Quest'opera, come altri scritti di de Maistre, ha avuto origine negli anni in cui fu ambasciatore del Regno di Sardegna a San Pietroburgo (1802-1817). È composta da dialoghi filosofici tra un conte (da intendersi il medesimo autore), un senatore russo e un aristocratico francese. Tratta, tra l'altro, della giustizia divina, del peccato originale, della sofferenza umana. Ma non soltanto. De Maistre nelle Serate riprende questioni già esposte in altre pagine e offre un compendio definitivo delle proprie idee.

Che senso ha oggi proporre nuovamente un'opera che i manuali dedicati all'avventura delle idee ignorano in gran parte e, quando ne trattano, la considerano frutto di una concezione reazionaria? Basterebbe rileggere quanto scrisse Harald Høffding alla fine del secolo XIX nella sua Storia della filosofia per rendersene conto. Questa celebre opera, tradotta già nel 1913 (per la casa editrice Bocca) da Piero Martinetti e ristampata per decenni, pone de Maistre tra coloro che cercarono «il rinnovamento del principio di autorità». E lo considera, accanto ad altri tradizionalisti, un autore che ha sfidato «le conquiste del pensiero del secolo XVIII». L'autorevole studioso lo inserisce in una scuola che cercò di «ricondurre ogni ordinamento della vita umana e ogni intelligenza della realtà a principi sovrannaturali». Per tale motivo, osserva inflessibile, ha «maggior interesse per la storia della letteratura che non per quella della filosofia».
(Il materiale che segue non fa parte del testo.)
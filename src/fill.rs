use image::{Rgba, RgbaImage};

/// Result of a flood fill
#[derive(Debug, Clone, Copy, PartialEq, Eq, Default)]
pub struct FillOutcome {
    /// Pixels repainted with the fill color
    pub pixels_filled: usize,
}

impl FillOutcome {
    pub fn is_noop(&self) -> bool {
        self.pixels_filled == 0
    }
}

/// Color of the pixel at `seed`, if it lies inside the buffer
pub fn target_color(buffer: &RgbaImage, seed: (u32, u32)) -> Option<Rgba<u8>> {
    let (x, y) = seed;
    if x < buffer.width() && y < buffer.height() {
        Some(*buffer.get_pixel(x, y))
    } else {
        None
    }
}

/// 4-connected flood fill starting at `seed`.
///
/// Every pixel reachable through up/down/left/right neighbours whose RGBA
/// exactly matches the seed's original color is repainted with `fill`.
/// Traversal uses an explicit stack so large uniform regions cannot exhaust
/// the call stack. Filling with the color already under the seed, or seeding
/// outside the buffer, writes nothing.
pub fn flood_fill(buffer: &mut RgbaImage, seed: (u32, u32), fill: Rgba<u8>) -> FillOutcome {
    let Some(target) = target_color(buffer, seed) else {
        return FillOutcome::default();
    };
    if target == fill {
        return FillOutcome::default();
    }

    let width = buffer.width() as usize;
    let height = buffer.height() as usize;

    // Visited bitmap indexed by y * width + x
    let mut visited = vec![false; width * height];
    let mut stack: Vec<(u32, u32)> = Vec::with_capacity(1024);

    let seed_index = seed.1 as usize * width + seed.0 as usize;
    visited[seed_index] = true;
    stack.push(seed);

    let mut pixels_filled = 0;
    while let Some((x, y)) = stack.pop() {
        buffer.put_pixel(x, y, fill);
        pixels_filled += 1;

        let neighbours = [
            (x.checked_sub(1), Some(y)),
            (x.checked_add(1), Some(y)),
            (Some(x), y.checked_sub(1)),
            (Some(x), y.checked_add(1)),
        ];

        for neighbour in neighbours {
            let (Some(nx), Some(ny)) = neighbour else {
                continue;
            };
            if nx as usize >= width || ny as usize >= height {
                continue;
            }
            let index = ny as usize * width + nx as usize;
            if visited[index] {
                continue;
            }
            if *buffer.get_pixel(nx, ny) == target {
                visited[index] = true;
                stack.push((nx, ny));
            }
        }
    }

    log::debug!(
        "Flood fill at {:?}: {} pixels from {:?} to {:?}",
        seed,
        pixels_filled,
        target.0,
        fill.0
    );

    FillOutcome { pixels_filled }
}

#[cfg(test)]
mod tests {
    use super::*;

    const RED: Rgba<u8> = Rgba([255, 0, 0, 255]);
    const BLUE: Rgba<u8> = Rgba([0, 0, 255, 255]);
    const CLEAR: Rgba<u8> = Rgba([0, 0, 0, 0]);

    #[test]
    fn test_fill_whole_empty_buffer() {
        let mut buffer = RgbaImage::new(10, 10);
        let outcome = flood_fill(&mut buffer, (0, 0), RED);
        assert_eq!(outcome.pixels_filled, 100);
        assert!(buffer.pixels().all(|p| *p == RED));

        let again = flood_fill(&mut buffer, (0, 0), RED);
        assert!(again.is_noop());
    }

    #[test]
    fn test_fill_stops_at_boundary() {
        // Vertical wall at x = 5 splits the buffer in two
        let mut buffer = RgbaImage::new(10, 10);
        for y in 0..10 {
            buffer.put_pixel(5, y, BLUE);
        }
        let outcome = flood_fill(&mut buffer, (1, 1), RED);
        assert_eq!(outcome.pixels_filled, 50);
        assert_eq!(*buffer.get_pixel(4, 9), RED);
        assert_eq!(*buffer.get_pixel(5, 0), BLUE);
        assert_eq!(*buffer.get_pixel(6, 0), CLEAR);
    }

    #[test]
    fn test_fill_is_four_connected() {
        // Two pixels touching only diagonally
        let mut buffer = RgbaImage::from_pixel(3, 3, BLUE);
        buffer.put_pixel(0, 0, CLEAR);
        buffer.put_pixel(1, 1, CLEAR);
        let outcome = flood_fill(&mut buffer, (0, 0), RED);
        assert_eq!(outcome.pixels_filled, 1);
        assert_eq!(*buffer.get_pixel(1, 1), CLEAR);
    }

    #[test]
    fn test_alpha_is_part_of_the_match() {
        let mut buffer = RgbaImage::new(4, 1);
        buffer.put_pixel(2, 0, Rgba([0, 0, 0, 1]));
        let outcome = flood_fill(&mut buffer, (0, 0), RED);
        assert_eq!(outcome.pixels_filled, 2);
        assert_eq!(*buffer.get_pixel(3, 0), CLEAR);
    }

    #[test]
    fn test_seed_outside_buffer() {
        let mut buffer = RgbaImage::new(4, 4);
        assert!(flood_fill(&mut buffer, (4, 0), RED).is_noop());
        assert!(buffer.pixels().all(|p| *p == CLEAR));
    }

    #[test]
    fn test_large_region_does_not_recurse() {
        let mut buffer = RgbaImage::new(1000, 1000);
        let outcome = flood_fill(&mut buffer, (500, 500), BLUE);
        assert_eq!(outcome.pixels_filled, 1_000_000);
    }
}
Questa valutazione non è ingenerosa e non è delle peggiori, ma va considerata frutto del periodo positivista. Un pensatore e storico come Høffding, che affrontò i massimi problemi della filosofia morale e religiosa cercando di risolverli da un punto di vista empiristico ed escludendo ogni giustificazione metafisica, dinanzi alle opere di de Maistre non aveva a disposizione altre soluzioni se non quella riduttiva qui riportata. Certo, il giudizio non è cambiato molto nel corso del Novecento, soprattutto se gli scritti di de Maistre erano esaminati con una prospettiva «politicamente impegnata» e attenta alle idee ritenute corrette in quel momento, tuttavia qualcosa è recentemente mutato. Si prenda, fra i possibili esempi, lo spazio che il Dizionario delle opere filosofiche, pubblicato sotto la direzione di Franco Volpi nel 2000 e basato sul Lexikon der philosophischen Werke (uscito a Stoccarda nel 1988), dedica al nostro autore ospitando due voci stilate da Keith Taylor. Una è sul Du pape, libro che vide la luce a Lione, anonimo, nel 1819; l'altra è per le Serate. L'estensore, parlando di quest'ultima, osserva: «Da diversi punti di vista il pensiero di de Maistre sembra voler riportare in vita il Medioevo, ma al tempo stesso costituisce un'anticipazione delle teorie romantiche degli anni venti e trenta del XIX secolo». E ancora: «Nel suo pessimismo che viene chiaramente alla luce nelle tetre descrizioni dell'eterna sofferenza umana, si è voluta vedere un'anticipazione del pensiero di Nietzsche, del darwinismo sociale e addirittura del fascismo».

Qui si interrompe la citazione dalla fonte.